29 June, 2016
My Sunday nights have changed dramatically in the last three years. As recently as 2013 I might have been out with a friend enjoying an early movie and Vietnamese pho dinner, or down at the local yoga studio practising yin yoga as late as 9pm.
Since settling in the suburbs with my partner and becoming a mum, Sunday nights, at least on the surface, are a little less glamorous. Now I stay home and get organised for the week ahead. Recycling is separated from rubbish, the old vegetables go into the worm bin and last week’s schedule on the whiteboard planner is wiped to make way for a new batch of appointments, groceries, and ‘to dos’.
Like many of my peers in the western world, a recurring issue for me has been my tendency to live up in my head – thinking about where to next, scheduling, planning and controlling my existence.
Some weeks start with enthusiasm. Other times my body yawns even contemplating what needs to be achieved. Something that has taken me a long time to fully appreciate since the arrival of our son two years ago, is that motherhood is a full time job requiring a great deal of attention. It demands a level of commitment greater than a full time job. On top of this creative project, I’m also responsible for organising our household and running my yoga/life coaching business. Balancing these different roles is the source of constant personal and spiritual development.
Since my life started to look like this, the Sunday nights seem to roll around at lightening speed. Any day might start with me hanging out washing, then dropping off at crèche, and next I’m meeting a client for a one-to-one. After buying groceries and cooking, next I’m writing a blog post, later I’m playing in the grass with toy cars. I crawl into bed, content but often wishing I could have retained just a little bit more energy for myself. This vulnerability has become a source of curiosity. After listening to many of my coaching clients – purposeful, compassionate woman – I hear a very similar story played out with different characters.
In our pursuit of ‘having it all’ we can lose touch with an inner balance, a delicate ecosystem that needs to be nurtured and loved with the same enthusiasm we put into any creative pursuit. Whatever journey you find yourself on – whether it’s writing a book, developing a career you’re passionate about, renovating a house, building a marriage or raising children – if our own energy container is brimming first, serving these other projects comes effortlessly.

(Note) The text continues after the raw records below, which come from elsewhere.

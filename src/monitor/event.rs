//! Diagnostic event feed.

use crossbeam::channel::{self, Receiver, Sender, TrySendError};
use parking_lot::Mutex;
use std::fmt;
use std::sync::atomic::{AtomicBool, AtomicU64, Ordering};
use std::sync::Arc;

use crate::pool::Tier;
use crate::types::StreamId;

/// Why a buffer was freed instead of pooled.
#[derive(Debug, Clone, Copy, PartialEq, Eq)]
pub enum DiscardReason {
    /// The tier already idles its maximum number of bytes
    PoolFull,
    /// The buffer came from an allocation above `max_buffer_size`
    Unpooled,
}

/// One lifecycle or pool event.
#[derive(Debug, Clone, PartialEq)]
pub enum StreamEvent {
    Created {
        id: StreamId,
        tag: Arc<str>,
        size: usize,
    },
    Released {
        id: StreamId,
    },
    Leaked {
        id: StreamId,
        tag: Arc<str>,
        lifetime_ms: u64,
        stacktrace: Option<Arc<str>>,
    },
    DoubleReleased {
        id: StreamId,
        tag: Arc<str>,
    },
    BufferDiscarded {
        tier: Tier,
        size: usize,
        reason: DiscardReason,
    },
}

impl StreamEvent {
    /// Stable event name, used as the log prefix.
    pub fn name(&self) -> &'static str {
        match self {
            StreamEvent::Created { .. } => "StreamCreated",
            StreamEvent::Released { .. } => "StreamReleased",
            StreamEvent::Leaked { .. } => "StreamLeaked",
            StreamEvent::DoubleReleased { .. } => "StreamDoubleReleased",
            StreamEvent::BufferDiscarded { .. } => "BufferDiscarded",
        }
    }

    /// Stream the event refers to, if any.
    pub fn stream_id(&self) -> Option<StreamId> {
        match self {
            StreamEvent::Created { id, .. }
            | StreamEvent::Released { id }
            | StreamEvent::Leaked { id, .. }
            | StreamEvent::DoubleReleased { id, .. } => Some(*id),
            StreamEvent::BufferDiscarded { .. } => None,
        }
    }
}

impl fmt::Display for StreamEvent {
    fn fmt(&self, f: &mut fmt::Formatter<'_>) -> fmt::Result {
        write!(f, "[{}] ", self.name())?;
        match self {
            StreamEvent::Created { id, tag, size } => {
                write!(f, "id={}, tag={}, size={}", id, tag, size)
            }
            StreamEvent::Released { id } => write!(f, "id={}", id),
            StreamEvent::Leaked {
                id,
                tag,
                lifetime_ms,
                stacktrace,
            } => {
                write!(f, "id={}, tag={}, lifetime={}ms", id, tag, lifetime_ms)?;
                if stacktrace.is_some() {
                    write!(f, ", stacktrace captured")?;
                }
                Ok(())
            }
            StreamEvent::DoubleReleased { id, tag } => write!(f, "id={}, tag={}", id, tag),
            StreamEvent::BufferDiscarded { tier, size, reason } => {
                write!(f, "tier={}, size={}, reason={:?}", tier, size, reason)
            }
        }
    }
}

/// Events a subscriber may hold unread before newer ones are dropped.
pub const DEFAULT_FEED_CAPACITY: usize = 1024;

/// Broadcast channel fanning events out to every subscriber.
///
/// Each subscriber gets a bounded channel and publishing never blocks: an
/// event that does not fit in a subscriber's backlog is dropped for that
/// subscriber and counted. Events published while nobody is subscribed are
/// lost.
pub struct EventFeed {
    subscribers: Mutex<Vec<Sender<StreamEvent>>>,
    capacity: usize,
    active: AtomicBool,
    dropped: AtomicU64,
}

impl EventFeed {
    pub fn new() -> Self {
        Self::with_capacity(DEFAULT_FEED_CAPACITY)
    }

    /// Feed whose subscribers each buffer at most `capacity` unread events.
    pub fn with_capacity(capacity: usize) -> Self {
        Self {
            subscribers: Mutex::new(Vec::new()),
            capacity: capacity.max(1),
            active: AtomicBool::new(false),
            dropped: AtomicU64::new(0),
        }
    }

    /// Attach a new consumer. It receives every event published from now on,
    /// as long as it keeps up.
    pub fn subscribe(&self) -> Receiver<StreamEvent> {
        let (tx, rx) = channel::bounded(self.capacity);
        self.subscribers.lock().push(tx);
        self.active.store(true, Ordering::Release);
        rx
    }

    /// Whether anyone is listening.
    #[inline]
    pub fn is_active(&self) -> bool {
        self.active.load(Ordering::Acquire)
    }

    /// Publish an event. The closure only runs when there is a subscriber.
    ///
    /// Subscribers whose receiver has been dropped are removed.
    #[inline]
    pub fn emit(&self, event: impl FnOnce() -> StreamEvent) {
        if !self.is_active() {
            return;
        }

        let event = event();
        let mut subscribers = self.subscribers.lock();
        subscribers.retain(|tx| match tx.try_send(event.clone()) {
            Ok(()) => true,
            Err(TrySendError::Full(_)) => {
                self.dropped.fetch_add(1, Ordering::Relaxed);
                true
            }
            Err(TrySendError::Disconnected(_)) => false,
        });
        if subscribers.is_empty() {
            self.active.store(false, Ordering::Release);
        }
    }

    /// Number of attached consumers.
    pub fn subscriber_count(&self) -> usize {
        self.subscribers.lock().len()
    }

    /// Events dropped because a subscriber's backlog was full.
    pub fn dropped_events(&self) -> u64 {
        self.dropped.load(Ordering::Relaxed)
    }
}

impl Default for EventFeed {
    fn default() -> Self {
        Self::new()
    }
}
#[cfg(test)]
mod tests {
    use super::*;
    use crate::pool::LargeBufferStrategy;
    use std::io::{Read, Seek, SeekFrom, Write};

    const MIB: usize = 1024 * 1024;

    fn small_options() -> PoolOptions {
        PoolOptions::builder()
            .block_size(64)
            .large_buffer_multiple(64)
            .max_buffer_size(1024)
            .max_small_pool_free_bytes(64 * 8)
            .max_large_pool_free_bytes(2048)
            .build()
            .unwrap()
    }

    fn manager() -> PoolManager {
        PoolManager::new(small_options()).unwrap()
    }

    fn leaked_ids(events: &Receiver<StreamEvent>) -> Vec<StreamId> {
        events
            .try_iter()
            .filter(|e| matches!(e, StreamEvent::Leaked { .. }))
            .filter_map(|e| e.stream_id())
            .collect()
    }

    #[test]
    fn test_invalid_options_rejected() {
        let mut options = small_options();
        options.block_size = 0;
        assert!(matches!(
            PoolManager::new(options),
            Err(Error::InvalidOption { .. })
        ));
    }

    #[test]
    fn test_reuse_without_fresh_allocation() {
        let options = PoolOptions::builder()
            .block_size(4096)
            .large_buffer_multiple(MIB)
            .max_buffer_size(MIB)
            .build()
            .unwrap();
        let pool = PoolManager::new(options).unwrap();

        let mut first = pool.acquire(10_000, "first").unwrap();
        first.write_all(&[7u8; 10_000]).unwrap();
        assert_eq!(first.segment_count(), 3);
        assert_eq!(first.capacity(), 12_288);
        pool.release(first);
        assert_eq!(pool.stats().small.free_bytes, 12_288);

        let before = pool.stats().small.allocated;
        let second = pool.acquire(10_000, "second").unwrap();
        let after = pool.stats();
        assert_eq!(after.small.allocated, before);
        assert_eq!(after.small.hits, 3);
        pool.release(second);
    }

    #[test]
    fn test_free_bytes_never_exceed_cap() {
        let pool = manager();
        let streams: Vec<_> = (0..6).map(|_| pool.acquire(256, "burst").unwrap()).collect();
        streams.into_iter().for_each(|s| pool.release(s));

        let stats = pool.stats();
        assert_eq!(stats.small.free_bytes, 64 * 8);
        assert_eq!(stats.small.discarded, 24 - 8);
        assert_eq!(stats.small.in_use_bytes, 0);
    }

    #[test]
    fn test_capacity_holds_under_concurrency() {
        let pool = manager();
        let events = pool.subscribe();

        let workers: Vec<_> = (0..8)
            .map(|t| {
                let pool = pool.clone();
                thread::spawn(move || {
                    for i in 0..200 {
                        let mut stream = pool.acquire((t * 37 + i) % 700, "worker").unwrap();
                        stream.write_all(&[t as u8; 300]).unwrap();
                        if i % 5 == 0 {
                            stream.contiguous().unwrap();
                        }
                        pool.release(stream);
                        let stats = pool.stats();
                        assert!(stats.small.free_bytes <= 64 * 8);
                        assert!(stats.large.free_bytes <= 2048);
                    }
                })
            })
            .collect();
        workers.into_iter().for_each(|w| w.join().unwrap());

        let stats = pool.stats();
        assert!(stats.small.free_bytes <= 64 * 8);
        assert!(stats.large.free_bytes <= 2048);
        assert_eq!(stats.in_use_bytes(), 0);
        assert_eq!(stats.streams_released, 1600);
        assert!(leaked_ids(&events).is_empty());
    }

    #[test]
    fn test_no_stale_data_after_reuse() {
        let pool = manager();
        let mut dirty = pool.acquire(512, "dirty").unwrap();
        dirty.write_all(&[0xAB; 512]).unwrap();
        pool.release(dirty);

        let mut clean = pool.acquire(512, "clean").unwrap();
        assert_eq!(clean.len(), 0);
        let mut buf = [0u8; 16];
        assert_eq!(clean.read(&mut buf).unwrap(), 0);

        clean.seek(SeekFrom::Start(400)).unwrap();
        clean.write_all(b"end").unwrap();
        let contents = clean.to_vec().unwrap();
        assert!(contents[..400].iter().all(|&b| b == 0));
        pool.release(clean);
    }

    #[test]
    fn test_leak_reported_once_with_creation_id() {
        let pool = manager();
        let events = pool.subscribe();

        let stream = pool.acquire(100, "leaky").unwrap();
        let id = stream.id();
        drop(stream);

        assert_eq!(leaked_ids(&events), vec![id]);
        let stats = pool.stats();
        assert_eq!(stats.streams_leaked, 1);
        assert_eq!(stats.streams_outstanding(), 0);
        // Memory is reclaimed even though the stream leaked.
        assert_eq!(stats.small.in_use_bytes, 0);
        assert_eq!(stats.small.free_count, 2);
    }

    #[test]
    fn test_released_stream_is_not_a_leak() {
        let pool = manager();
        let events = pool.subscribe();

        let stream = pool.acquire(100, "tidy").unwrap();
        let id = stream.id();
        pool.release(stream);

        let names: Vec<_> = events.try_iter().map(|e| (e.name(), e.stream_id())).collect();
        assert_eq!(
            names,
            vec![("StreamCreated", Some(id)), ("StreamReleased", Some(id))]
        );
        assert_eq!(pool.stats().streams_leaked, 0);
    }

    #[test]
    fn test_leak_carries_stack_when_enabled() {
        let mut options = small_options();
        options.generate_stack_traces = true;
        let pool = PoolManager::new(options).unwrap();
        let events = pool.subscribe();

        drop(pool.acquire(10, "traced").unwrap());

        let leak = events
            .try_iter()
            .find(|e| matches!(e, StreamEvent::Leaked { .. }))
            .unwrap();
        match leak {
            StreamEvent::Leaked { stacktrace, .. } => assert!(stacktrace.is_some()),
            _ => unreachable!(),
        }
    }

    #[test]
    fn test_leak_without_stack_by_default() {
        let pool = manager();
        let events = pool.subscribe();
        drop(pool.acquire(10, "plain").unwrap());

        assert!(events.try_iter().any(|e| matches!(
            e,
            StreamEvent::Leaked {
                stacktrace: None,
                ..
            }
        )));
    }

    #[test]
    fn test_double_release_is_reported_not_fatal() {
        let pool = manager();
        let events = pool.subscribe();

        let mut stream = pool.acquire(64, "twice").unwrap();
        let id = stream.id();
        stream.release();
        stream.release();
        drop(stream);

        let stats = pool.stats();
        assert_eq!(stats.double_releases, 1);
        assert_eq!(stats.streams_released, 1);
        assert_eq!(stats.small.free_count, 1);
        let expected = StreamEvent::DoubleReleased {
            id,
            tag: Arc::from("twice"),
        };
        assert!(events.try_iter().any(|e| e == expected));
    }

    #[test]
    fn test_oversized_request_is_unpooled() {
        let pool = manager();
        let events = pool.subscribe();

        let stream = pool.acquire(5000, "huge").unwrap();
        assert_eq!(stream.capacity(), 5000);
        assert_eq!(pool.stats().unpooled_in_use_bytes, 5000);
        pool.release(stream);

        let stats = pool.stats();
        assert_eq!(stats.unpooled_allocations, 1);
        assert_eq!(stats.unpooled_in_use_bytes, 0);
        assert_eq!(stats.free_bytes(), 0);
        assert!(events.try_iter().any(|e| matches!(
            e,
            StreamEvent::BufferDiscarded {
                tier: Tier::Unpooled,
                size: 5000,
                reason: DiscardReason::Unpooled,
            }
        )));
    }

    #[test]
    fn test_acquire_contiguous_uses_size_classes() {
        let options = PoolOptions::builder()
            .block_size(64)
            .large_buffer_multiple(256)
            .max_buffer_size(256 * 8)
            .large_buffer_strategy(LargeBufferStrategy::Linear)
            .build()
            .unwrap();
        let pool = PoolManager::new(options).unwrap();

        let stream = pool.acquire_contiguous(300, "contig").unwrap();
        assert_eq!(stream.capacity(), 512);
        assert_eq!(stream.segment_count(), 1);
        pool.release(stream);

        let again = pool.acquire_contiguous(400, "contig").unwrap();
        assert_eq!(pool.stats().large.hits, 1);
        assert_eq!(pool.stats().large.allocated, 1);
        pool.release(again);
    }

    #[test]
    fn test_acquire_from_copies_and_rewinds() {
        let pool = manager();
        let mut stream = pool.acquire_from(b"hello pooled world", "copy").unwrap();
        assert_eq!(stream.position(), 0);
        assert_eq!(stream.len(), 18);

        let mut text = String::new();
        stream.read_to_string(&mut text).unwrap();
        assert_eq!(text, "hello pooled world");
        pool.release(stream);
    }

    #[test]
    fn test_scoped_releases_on_error() {
        let pool = manager();
        let events = pool.subscribe();

        let result: Result<()> = pool.scoped(10, "scoped", |stream| {
            stream.write_all(b"partial")?;
            stream.seek(SeekFrom::Current(-100))?;
            Ok(())
        });
        assert!(result.is_err());

        let stats = pool.stats();
        assert_eq!(stats.streams_released, 1);
        assert_eq!(stats.streams_leaked, 0);
        assert!(leaked_ids(&events).is_empty());
    }

    #[test]
    fn test_scoped_releases_on_panic() {
        let pool = manager();
        let inner = pool.clone();
        let outcome = std::panic::catch_unwind(std::panic::AssertUnwindSafe(move || {
            let mut guard = inner.acquire_scoped(10, "panicky").unwrap();
            guard.write_all(b"x").unwrap();
            panic!("boom");
        }));
        assert!(outcome.is_err());

        let stats = pool.stats();
        assert_eq!(stats.streams_released, 1);
        assert_eq!(stats.streams_leaked, 0);
    }

    #[test]
    fn test_scoped_guard_tolerates_manual_release() {
        let pool = manager();
        {
            let mut guard = pool.acquire_scoped(10, "manual").unwrap();
            guard.release();
        }
        assert_eq!(pool.stats().double_releases, 0);
    }

    #[test]
    fn test_stream_cap_on_acquire() {
        let mut options = small_options();
        options.max_stream_capacity = Some(128);
        let pool = PoolManager::new(options).unwrap();
        assert!(matches!(
            pool.acquire(129, "too big"),
            Err(Error::CapacityExceeded { requested: 129, maximum: 128 })
        ));
    }

    #[test]
    fn test_outstanding_audit() {
        let pool = manager();
        let a = pool.acquire(1, "a").unwrap();
        let b = pool.acquire(1, "b").unwrap();
        pool.release(a);

        let outstanding = pool.outstanding();
        assert_eq!(outstanding.len(), 1);
        assert_eq!(outstanding[0].id, b.id());
        assert_eq!(&*outstanding[0].tag, "b");
        pool.release(b);
        assert!(pool.outstanding().is_empty());
    }

    #[test]
    fn test_trim_reclaims_idle_memory() {
        let pool = manager();
        let stream = pool.acquire(256, "trim").unwrap();
        pool.release(stream);
        let mut contiguous = pool.acquire_contiguous(512, "trim").unwrap();
        contiguous.write_all(&[1; 10]).unwrap();
        pool.release(contiguous);

        assert_eq!(pool.trim(), 256 + 512);
        assert_eq!(pool.stats().free_bytes(), 0);
        assert_eq!(pool.trim(), 0);
    }

    #[test]
    fn test_background_trimmer() {
        let pool = manager();
        let trimmer = pool.spawn_trimmer(Duration::from_millis(5)).unwrap();
        pool.release(pool.acquire(128, "idle").unwrap());

        let mut trimmed = false;
        for _ in 0..200 {
            if pool.stats().small.free_bytes == 0 {
                trimmed = true;
                break;
            }
            thread::sleep(Duration::from_millis(5));
        }
        trimmer.stop();
        assert!(trimmed);
    }

    #[test]
    fn test_stats_snapshot_is_read_only() {
        let pool = manager();
        let stream = pool.acquire(192, "stats").unwrap();
        let first = pool.stats();
        let second = pool.stats();
        assert_eq!(first.small, second.small);
        assert_eq!(first.streams_created, second.streams_created);
        pool.release(stream);
    }
}
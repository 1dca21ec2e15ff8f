mod stream_id;

pub use stream_id::StreamId;
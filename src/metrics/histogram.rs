//! Lock-free histogram of stream lifetimes for p50/p95/p99 tracking.
//!
//! Uses piecewise-linear buckets with coarser resolution for long-lived
//! streams, which are rare and need less precision.

use std::sync::atomic::{AtomicU64, Ordering};
use std::time::Duration;

use super::LifetimePercentiles;

/// Number of buckets in the histogram.
/// Covers 0ms to ~65 seconds; anything longer lands in the overflow bucket.
const NUM_BUCKETS: usize = 64;

/// Buckets per resolution band.
const BAND: u64 = 16;

/// Stream lifetime histogram.
///
/// Bucket boundaries (in milliseconds):
/// - Buckets 0-15: 0, 1, 2, ..., 15 (1ms resolution)
/// - Buckets 16-31: 16, 32, ..., 255 (16ms resolution)
/// - Buckets 32-47: 256, 512, ..., 4095 (256ms resolution)
/// - Buckets 48-63: 4s, 8s, ..., 64s+ (4s resolution)
pub struct LifetimeHistogram {
    buckets: [AtomicU64; NUM_BUCKETS],
    count: AtomicU64,
    sum_ms: AtomicU64,
    max: AtomicU64,
}

impl LifetimeHistogram {
    /// Create a new empty histogram.
    pub fn new() -> Self {
        Self {
            buckets: std::array::from_fn(|_| AtomicU64::new(0)),
            count: AtomicU64::new(0),
            sum_ms: AtomicU64::new(0),
            max: AtomicU64::new(0),
        }
    }

    /// Record a lifetime.
    #[inline]
    pub fn record(&self, lifetime: Duration) {
        let value_ms = u64::try_from(lifetime.as_millis()).unwrap_or(u64::MAX);
        self.buckets[Self::value_to_bucket(value_ms)].fetch_add(1, Ordering::Relaxed);
        self.count.fetch_add(1, Ordering::Relaxed);
        self.sum_ms.fetch_add(value_ms, Ordering::Relaxed);
        self.max.fetch_max(value_ms, Ordering::Relaxed);
    }

    /// Map a lifetime in milliseconds to a bucket index.
    #[inline]
    fn value_to_bucket(value_ms: u64) -> usize {
        match value_ms {
            0..=15 => value_ms as usize,
            16..=255 => 16 + ((value_ms - 16) / 16) as usize,
            256..=4095 => 32 + ((value_ms - 256) / 256) as usize,
            4096..=65535 => 48 + ((value_ms - 4096) / 4096) as usize,
            _ => NUM_BUCKETS - 1,
        }
    }

    /// Lower bound of a bucket in milliseconds.
    #[inline]
    fn bucket_to_value(bucket: usize) -> u64 {
        let band = bucket as u64 / BAND;
        let offset = bucket as u64 % BAND;
        if band == 0 {
            offset
        } else {
            let width = BAND.pow(band as u32);
            width + offset * width
        }
    }

    /// Total number of recorded lifetimes.
    pub fn count(&self) -> u64 {
        self.count.load(Ordering::Relaxed)
    }

    /// Calculate the lifetime distribution.
    pub fn percentiles(&self) -> LifetimePercentiles {
        let total = self.count.load(Ordering::Relaxed);
        if total == 0 {
            return LifetimePercentiles::default();
        }

        let targets = [total / 2, total * 95 / 100, total * 99 / 100].map(|t| t.max(1));
        let mut found: [Option<u64>; 3] = [None; 3];
        let mut cumulative = 0u64;

        for (idx, bucket) in self.buckets.iter().enumerate() {
            cumulative += bucket.load(Ordering::Relaxed);
            for (slot, target) in found.iter_mut().zip(targets) {
                if slot.is_none() && cumulative >= target {
                    *slot = Some(Self::bucket_to_value(idx));
                }
            }
        }

        LifetimePercentiles {
            count: total,
            mean_ms: self.sum_ms.load(Ordering::Relaxed) / total,
            p50_ms: found[0].unwrap_or(0),
            p95_ms: found[1].unwrap_or(0),
            p99_ms: found[2].unwrap_or(0),
            max_ms: self.max.load(Ordering::Relaxed),
        }
    }

    /// Reset all buckets to zero.
    pub fn reset(&self) {
        for bucket in &self.buckets {
            bucket.store(0, Ordering::Relaxed);
        }
        self.count.store(0, Ordering::Relaxed);
        self.sum_ms.store(0, Ordering::Relaxed);
        self.max.store(0, Ordering::Relaxed);
    }
}

impl Default for LifetimeHistogram {
    fn default() -> Self {
        Self::new()
    }
}

#[cfg(test)]
mod tests {
    use super::*;

    fn ms(value: u64) -> Duration {
        Duration::from_millis(value)
    }

    #[test]
    fn test_bucket_mapping() {
        assert_eq!(LifetimeHistogram::value_to_bucket(0), 0);
        assert_eq!(LifetimeHistogram::value_to_bucket(15), 15);

        assert_eq!(LifetimeHistogram::value_to_bucket(16), 16);
        assert_eq!(LifetimeHistogram::value_to_bucket(31), 16);
        assert_eq!(LifetimeHistogram::value_to_bucket(32), 17);

        assert_eq!(LifetimeHistogram::value_to_bucket(256), 32);
        assert_eq!(LifetimeHistogram::value_to_bucket(512), 33);

        assert_eq!(LifetimeHistogram::value_to_bucket(4096), 48);
        assert_eq!(LifetimeHistogram::value_to_bucket(8192), 49);

        assert_eq!(LifetimeHistogram::value_to_bucket(10_000_000), 63);
    }

    #[test]
    fn test_bucket_lower_bounds_map_back() {
        for bucket in (0..31).chain(32..47).chain(48..63) {
            let value = LifetimeHistogram::bucket_to_value(bucket);
            assert_eq!(
                LifetimeHistogram::value_to_bucket(value),
                bucket,
                "bucket {} -> {}ms",
                bucket,
                value
            );
        }
    }

    #[test]
    fn test_record_tracks_count_mean_and_max() {
        let h = LifetimeHistogram::new();
        h.record(ms(10));
        h.record(ms(30));
        h.record(ms(20));

        let p = h.percentiles();
        assert_eq!(h.count(), 3);
        assert_eq!(p.mean_ms, 20);
        assert_eq!(p.max_ms, 30);
    }

    #[test]
    fn test_short_lived_majority() {
        let h = LifetimeHistogram::new();
        for _ in 0..90 {
            h.record(ms(2));
        }
        for _ in 0..10 {
            h.record(ms(3_000));
        }

        let p = h.percentiles();
        assert_eq!(p.p50_ms, 2);
        assert!(p.p99_ms >= 2_816, "p99 was {}", p.p99_ms);
    }

    #[test]
    fn test_reset_and_empty() {
        let h = LifetimeHistogram::new();
        h.record(ms(5));
        h.reset();

        let p = h.percentiles();
        assert_eq!(p.count, 0);
        assert_eq!(p.max_ms, 0);
        assert_eq!(p.p50_ms, 0);
    }
}
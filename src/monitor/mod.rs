//! Stream lifecycle monitoring and leak detection.
//!
//! The monitor keeps one record per live stream and correlates three
//! signals: creation, explicit release, and reclamation (the stream being
//! dropped). A stream reclaimed while still in `Created` state is a leak.
//! Records are removed as soon as their terminal event is reported, so the
//! table only ever holds live streams.

mod event;
mod listener;
mod record;

pub use event::{DiscardReason, EventFeed, StreamEvent, DEFAULT_FEED_CAPACITY};
pub use listener::EventLogger;
pub use record::{LeakReport, LifecycleRecord, LifecycleStatus};

use parking_lot::Mutex;
use rustc_hash::FxHashMap;
use std::backtrace::Backtrace;
use std::sync::Arc;
use std::time::Duration;
use tracing::{debug, warn};

use crate::types::StreamId;

/// A live stream as seen by an audit.
#[derive(Debug, Clone)]
pub struct OutstandingStream {
    pub id: StreamId,
    pub tag: Arc<str>,
    pub size: usize,
    pub age: Duration,
    pub has_stacktrace: bool,
}

/// Correlates lifecycle signals per stream id.
///
/// All methods take a short lock on the record table and never block on
/// consumers: events go out through the [`EventFeed`].
pub struct LifecycleMonitor {
    records: Mutex<FxHashMap<StreamId, LifecycleRecord>>,
    feed: EventFeed,
}

impl LifecycleMonitor {
    pub fn new() -> Self {
        Self {
            records: Mutex::new(FxHashMap::default()),
            feed: EventFeed::new(),
        }
    }

    /// Feed the monitor publishes on.
    pub fn feed(&self) -> &EventFeed {
        &self.feed
    }

    /// A stream was constructed.
    pub fn on_created(
        &self,
        id: StreamId,
        tag: Arc<str>,
        size: usize,
        stacktrace: Option<Backtrace>,
    ) {
        self.feed.emit(|| StreamEvent::Created {
            id,
            tag: tag.clone(),
            size,
        });
        self.records
            .lock()
            .insert(id, LifecycleRecord::new(tag, size, stacktrace));
    }

    /// A stream was explicitly released. Returns how long it lived.
    pub fn on_released(&self, id: StreamId) -> Option<Duration> {
        let Some(mut record) = self.records.lock().remove(&id) else {
            debug!("Release for untracked stream {}", id);
            return None;
        };

        if !record.transition(LifecycleStatus::Released) {
            return None;
        }
        self.feed.emit(|| StreamEvent::Released { id });
        Some(record.lifetime())
    }

    /// A stream was reclaimed. Returns a leak report if it was never released.
    pub fn on_finalized(&self, id: StreamId) -> Option<LeakReport> {
        let mut record = self.records.lock().remove(&id)?;
        if !record.transition(LifecycleStatus::Leaked) {
            return None;
        }

        let report = LeakReport::from_record(id, record);
        match &report.stacktrace {
            Some(stack) => warn!(
                "Stream {} (tag {}) dropped without release after {}ms, allocated at:\n{}",
                report.id,
                report.tag,
                report.lifetime_ms(),
                stack
            ),
            None => warn!(
                "Stream {} (tag {}) dropped without release after {}ms",
                report.id,
                report.tag,
                report.lifetime_ms()
            ),
        }

        self.feed.emit(|| StreamEvent::Leaked {
            id,
            tag: report.tag.clone(),
            lifetime_ms: report.lifetime_ms(),
            stacktrace: report.stacktrace.clone(),
        });
        Some(report)
    }

    /// Whether a stream is still awaiting its terminal event.
    pub fn is_tracked(&self, id: StreamId) -> bool {
        self.records.lock().contains_key(&id)
    }

    /// Number of live streams.
    pub fn tracked_count(&self) -> usize {
        self.records.lock().len()
    }

    /// Every live stream, oldest first.
    pub fn outstanding(&self) -> Vec<OutstandingStream> {
        let mut streams: Vec<OutstandingStream> = self
            .records
            .lock()
            .iter()
            .map(|(id, record)| OutstandingStream {
                id: *id,
                tag: record.tag.clone(),
                size: record.size,
                age: record.lifetime(),
                has_stacktrace: record.stacktrace.is_some(),
            })
            .collect();
        streams.sort_by_key(|s| s.id);
        streams
    }
}

impl Default for LifecycleMonitor {
    fn default() -> Self {
        Self::new()
    }
}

Through my practice of yoga and meditation, I have experienced first-hand the power of aligning oneself with an innate core of equanimity. When we find ourselves drifting away from this, what action can we take to bring us back to harmonious ground?
For the weeks where we’re feeling out of beat and not fully present to what life is throwing at us, here are my top 6 coaching strategies to help restore our flow and bring us back to centre.
Release the attachment to busyness. Somewhere along the way, we as modern woman have found monumental pride in being The Busiest. Relaxing and allowing time for us has become the enemy of achieving. If your busyness only achieves more stress, recognise the habit and find ways to counteract it.
Uphold behaviours that bring you back to a state of flow. For me personally this is practising yoga and meditation, writing, getting a massage, playing with my son, philosophising with my partner – but everybody is different. To discover yours, all you have to do is think about the times in your life where you’ve felt the most connected, happy and alive and emulate those experiences.
Developing space within for greater joy. In our pursuit of ‘wanting it all’ we are constantly looking outside of ourselves for security and contentment. Once I have the money/tall dark and handsome/fame, then I can be happy. A revolution occurs when we embrace the fact that nothing external to our own being can bring us permanent happiness. Permanent love is only available at our deepest centre and comes from us, to us.
Analyse your habits around nutrition, sleep and exercise. These three behaviours are pivotal in improving the neuro-plasticity of the brain. When you find the right diet, sleep and exercise requirements for your constitution, you can dramatically improve your energy levels and find more motivation to maintain your life while creating your purpose.
Dream, discuss and visualise your purpose. Do not dumb it down. Dream audaciously and find the courage to share – even if just with yourself initially or a close friend – how it is you’re going to change the world.
Be in the body. To overcome the challenge of being ‘up in our heads’ from day to day, grounding practices like walking around on the grass in bare feet, eating more protein and regular physical exercise will definitely help. If you’re up for it, I highly recommend rock climbing!